** The input follows **
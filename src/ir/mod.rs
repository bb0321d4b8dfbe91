// SPDX-License-Identifier: Apache-2.0
//! The intermediate representation (\u{00a7}3.3): the output of the compiler
//! pipeline and the only thing the runtime ever executes.
//!
//! A [`CompiledProgram`] is a flat, typed, fully-bound artifact: a
//! [`ValueExpr`] table, a [`Schedule`] of typed steps, a [`SlotMeta`] table
//! with required offsets, and a [`DebugIndex`] mapping steps/slots back to
//! authored block identity. Forbidden here (per \u{00a7}3.3): separate
//! `nodes`/`buses`, typed constant pools beyond `constants`, or redundant
//! instance ids alongside `type`.

use crate::ident::{BlockId, InstanceId, StableStateId, StateSlotId, ValueExprId, ValueSlot};
use crate::patch::ParamValue;
use crate::types::CanonicalType;
use rustc_hash::FxHashMap;

/// Bumped whenever the shape of [`CompiledProgram`] changes in a way that
/// would break a runtime built against an older layout.
pub const IR_VERSION: u32 = 1;

/// A registry key into the fixed table of pure kernel functions (\u{00a7}SPEC_FULL
/// "Kernel purity"): map/zip/reduce/broadcast bodies are named, not closures,
/// so `ValueExpr` stays `Clone`/hashable and the IR stays serializable.
#[derive(Clone, Copy, PartialEq, Eq, Hash, Debug)]
#[cfg_attr(feature = "serde", derive(serde::Serialize, serde::Deserialize))]
pub enum KernelFn {
    Add,
    Sub,
    Mul,
    Div,
    Lerp,
    Clamp01,
    Sin,
    Cos,
    Frac,
    HslToRgb,
    Length,
    Normalize,
    /// `vec2 -> vec3`: appends a `0` z-lane rather than repeating `x` (\u{00a7}4.4
    /// adapter seed set: "vec2\u{2194}vec3 (pad/drop z)").
    PadVec2To3,
    /// `vec3 -> vec2`: drops the z-lane rather than folding it into `y`.
    TruncateVec3To2,
    /// `Slew` (\u{00a7}4.7.1): operands `[prev, target, dt, tau]`, first-order
    /// low-pass `prev + (1 - exp(-dt/tau)) * (target - prev)`.
    Slew,
    /// `Lag` (\u{00a7}4.7.1), exponential mode: operands
    /// `[prev, target, dt, riseTau, fallTau]`, selecting the time constant by
    /// the sign of `target - prev` each lane.
    LagExponential,
    /// `Lag` (\u{00a7}4.7.1), linear mode: operands
    /// `[prev, target, dt, riseRate, fallRate]`, clamping the step to
    /// `rate * dt` per lane.
    LagLinear,
    /// `SampleAndHold` (\u{00a7}4.7.1): operands
    /// `[held, value, trigger, prevTrigger]`, latching `value` only on the
    /// low\u{2192}high transition of `trigger`.
    SampleAndHold,
}

/// The fixed intrinsic value set (\u{00a7}3.3 `Intrinsic`).
#[derive(Clone, Copy, PartialEq, Eq, Hash, Debug)]
#[cfg_attr(feature = "serde", derive(serde::Serialize, serde::Deserialize))]
pub enum Intrinsic {
    /// This element's position in its domain.
    Index,
    /// `index / count`, `0` when `count <= 1`.
    NormIndex,
    /// Stable per-element hash-derived float in `[0, 1)`.
    RandomId,
    Uv,
    /// Stable sort-order position when a domain declares an ordering key.
    Rank,
    /// Compile-time or patch-level random seed.
    Seed,
}

/// Combinator shape for a [`ValueExpr::Kernel`] node.
#[derive(Clone, Copy, PartialEq, Eq, Hash, Debug)]
#[cfg_attr(feature = "serde", derive(serde::Serialize, serde::Deserialize))]
pub enum KernelShape {
    /// Elementwise over one field, or a no-op over a signal.
    Map,
    /// Elementwise over two operands of matching cardinality.
    Zip,
    /// Folds a field down to a single scalar.
    Reduce,
    /// Lifts a lower-cardinality operand up to a field's cardinality.
    Broadcast,
}

/// A kernel invocation: a pure function applied to its operands with a
/// fixed combinator shape.
#[derive(Clone, Debug)]
pub struct KernelCall {
    pub shape: KernelShape,
    pub function: KernelFn,
    pub operands: Vec<ValueExprId>,
}

/// A single unified expression in the program's value-expression table.
/// Every variant carries its resolved [`CanonicalType`]; `kind` (the
/// enum discriminant) is what the runtime evaluator dispatches on
/// (\u{00a7}4.9 `evalValue`: "Dispatch at runtime on derived kind").
#[derive(Clone, Debug)]
pub enum ValueExprKind {
    /// A compile-time constant, addressed by index into `constants`.
    Const { const_index: u32 },
    /// A read from a physical value slot bound by an earlier step.
    External { slot: ValueSlot },
    Intrinsic(Intrinsic),
    Kernel(KernelCall),
    /// Stateful read. `state_key` is the symbolic handle; `resolved_slot` is
    /// filled in by the binding pass (\u{00a7}4.8 step 2) and must never be
    /// read before binding completes.
    State {
        state_key: StableStateId,
        resolved_slot: Option<StateSlotId>,
    },
    /// The canonical time rails derived by time resolution (\u{00a7}4.5).
    Time(TimeRail),
}

/// Which canonical time signal a [`ValueExprKind::Time`] expression reads.
#[derive(Clone, Copy, PartialEq, Eq, Hash, Debug)]
#[cfg_attr(feature = "serde", derive(serde::Serialize, serde::Deserialize))]
pub enum TimeRail {
    Dt,
    PhaseA,
    PhaseB,
    WrapEvent,
    Progress01,
}

/// A typed entry in the program's value-expression table.
#[derive(Clone, Debug)]
pub struct ValueExpr {
    pub kind: ValueExprKind,
    pub ty: CanonicalType,
}

/// A compile-time constant value, addressed from `ValueExprKind::Const` by
/// index. Stored as canonical JSON-shaped values so the table round-trips
/// through `constants.json` (\u{00a7}3.3) without a typed-pool dependency.
#[derive(Clone, Debug, PartialEq)]
pub enum ConstValue {
    Float(f64),
    Int(i64),
    Bool(bool),
    Vec2([f64; 2]),
    Vec3([f64; 3]),
    Color([f64; 4]),
}

impl From<ParamValue> for ConstValue {
    fn from(p: ParamValue) -> Self {
        match p {
            ParamValue::Float(f) => Self::Float(f),
            ParamValue::Int(i) => Self::Int(i),
            ParamValue::Bool(b) => Self::Bool(b),
            ParamValue::Text(_) => Self::Int(0),
        }
    }
}

/// The time model the patch's single `TimeRoot` block declared (\u{00a7}4.5),
/// carried on the compiled program itself so the runtime can re-derive
/// `dt`/`phaseA` every frame without ever consulting the authored patch
/// again (\u{00a7}4.10: "the runtime executes exactly this each frame").
#[derive(Clone, Copy, Debug, PartialEq)]
#[cfg_attr(feature = "serde", derive(serde::Serialize, serde::Deserialize))]
pub enum TimeModel {
    Infinite { speed: f64 },
    Finite { period_ms: f64 },
    Driven,
}

/// Physical storage bank a [`ValueSlot`] is allocated in (\u{00a7}3.3 `SlotMeta`).
#[derive(Clone, Copy, PartialEq, Eq, Hash, Debug)]
#[cfg_attr(feature = "serde", derive(serde::Serialize, serde::Deserialize))]
pub enum Storage {
    F64,
    F32,
    I32,
    U32,
    Object,
}

/// Per-slot metadata. Offsets are computed once by the binding pass and
/// never recomputed at runtime (\u{00a7}3.3: "Offsets are required; runtime
/// never recomputes them").
#[derive(Clone, Debug)]
pub struct SlotMeta {
    pub slot: ValueSlot,
    pub storage: Storage,
    pub offset: u32,
    pub ty: CanonicalType,
    pub debug_name: Option<String>,
}

/// Per-slot metadata for a persistent state slot (\u{00a7}4.8 step 1). Unlike
/// [`SlotMeta`], state slots are always addressed into the single `f64`
/// state array (\u{00a7}3.4: "`state`: `Float64Array`"), so `stride` (not a
/// storage bank) tells the runtime how many contiguous `f64` lanes the
/// slot's stateful primitive owns — `1` for scalar payloads, up to `4` for
/// `color`.
#[derive(Clone, Debug)]
pub struct StateSlotMeta {
    pub slot: StateSlotId,
    pub offset: u32,
    pub stride: u8,
    pub init: ConstValue,
}

/// How a render op's shape is resolved: a single shared topology, or a
/// per-instance packed shape buffer (\u{00a7}4.12).
#[derive(Clone, Copy, Debug)]
pub enum ShapeSource {
    Uniform(u32),
    PerInstanceSlot(ValueSlot),
}

/// A single ordered step in the compiled [`Schedule`] (\u{00a7}4.9).
#[derive(Clone, Debug)]
pub enum Step {
    EvalValue {
        expr: ValueExprId,
        target_slot: ValueSlot,
    },
    Materialize {
        field_expr: ValueExprId,
        instance: InstanceId,
        target_slot: ValueSlot,
    },
    Render {
        instance: InstanceId,
        position_slot: ValueSlot,
        color_slot: ValueSlot,
        size_slot: Option<ValueSlot>,
        rotation_slot: Option<ValueSlot>,
        scale2_slot: Option<ValueSlot>,
        shape: ShapeSource,
    },
    StateWrite {
        state_slot: StateSlotId,
        value_expr: ValueExprId,
    },
    FieldStateWrite {
        base_slot: ValueSlot,
        instance: InstanceId,
        value_expr: ValueExprId,
    },
    ContinuityMapBuild {
        instance: InstanceId,
        mapping_output: crate::ident::StableTargetId,
    },
    ContinuityApply {
        target_key: crate::ident::StableTargetId,
        instance: InstanceId,
        policy: crate::continuity::ContinuityPolicy,
        base_slot: ValueSlot,
        output_slot: ValueSlot,
    },
}

/// Output descriptor: what a [`CompiledProgram`] ultimately produces.
#[derive(Clone, Debug)]
pub enum ProgramOutput {
    RenderFrame { slot: ValueSlot },
}

/// Debug-only index mapping IR artifacts back to the authored patch, used
/// by diagnostics and by continuity rebind-on-hot-swap (\u{00a7}4.11.3).
#[derive(Clone, Debug, Default)]
pub struct DebugIndex {
    pub step_to_block: FxHashMap<usize, BlockId>,
    pub slot_to_block: FxHashMap<u32, BlockId>,
    pub port_bindings: FxHashMap<(BlockId, String), ValueSlot>,
}

/// The final, fully-bound artifact a Patch compiles to. The runtime executes
/// exactly this each frame; it never consults the Patch again.
#[derive(Clone, Debug)]
pub struct CompiledProgram {
    pub ir_version: u32,
    pub exprs: Vec<ValueExpr>,
    pub constants: Vec<ConstValue>,
    pub schedule: Vec<Step>,
    pub slot_meta: Vec<SlotMeta>,
    pub state_meta: Vec<StateSlotMeta>,
    pub time_model: TimeModel,
    pub outputs: Vec<ProgramOutput>,
    pub debug_index: DebugIndex,
}

impl CompiledProgram {
    #[must_use]
    pub fn expr(&self, id: ValueExprId) -> &ValueExpr {
        &self.exprs[id.0 as usize]
    }

    #[must_use]
    pub fn slot_meta(&self, slot: ValueSlot) -> &SlotMeta {
        &self.slot_meta[slot.0 as usize]
    }

    #[must_use]
    pub fn state_slot_meta(&self, slot: StateSlotId) -> &StateSlotMeta {
        &self.state_meta[slot.0 as usize]
    }

    /// \u{00a7}8 invariant 4 ("no var escape"): `true` iff every expression's
    /// type and every slot's type is fully concrete. A compiled program
    /// failing this check indicates a binding-pass bug, not authored-content
    /// error \u{2014} the type solver (\u{00a7}4.3 step 4) should have already
    /// rejected any patch that would produce one.
    #[must_use]
    pub fn has_no_var_escape(&self) -> bool {
        self.exprs.iter().all(|e| e.ty.is_fully_concrete())
            && self.slot_meta.iter().all(|s| s.ty.is_fully_concrete())
    }
}

/// Classification an evaluator dispatches on at runtime, derived purely from
/// a [`ValueExprKind`]'s discriminant (never stored separately, per \u{00a7}4.9:
/// "unified \u{2014} no separate evalSig/evalField/evalEvent").
#[derive(Clone, Copy, PartialEq, Eq, Debug)]
pub enum DerivedKind {
    Const,
    External,
    Intrinsic,
    Kernel,
    State,
    Time,
}

#[must_use]
pub fn derive_kind(expr: &ValueExprKind) -> DerivedKind {
    match expr {
        ValueExprKind::Const { .. } => DerivedKind::Const,
        ValueExprKind::External { .. } => DerivedKind::External,
        ValueExprKind::Intrinsic(_) => DerivedKind::Intrinsic,
        ValueExprKind::Kernel(_) => DerivedKind::Kernel,
        ValueExprKind::State { .. } => DerivedKind::State,
        ValueExprKind::Time(_) => DerivedKind::Time,
    }
}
** End of The input **
What is required:
For the word "String", find all matching lines in the entries above and copy them out.

Exercise answer:
    pub debug_name: Option<String>,
    pub port_bindings: FxHashMap<(BlockId, String), ValueSlot>,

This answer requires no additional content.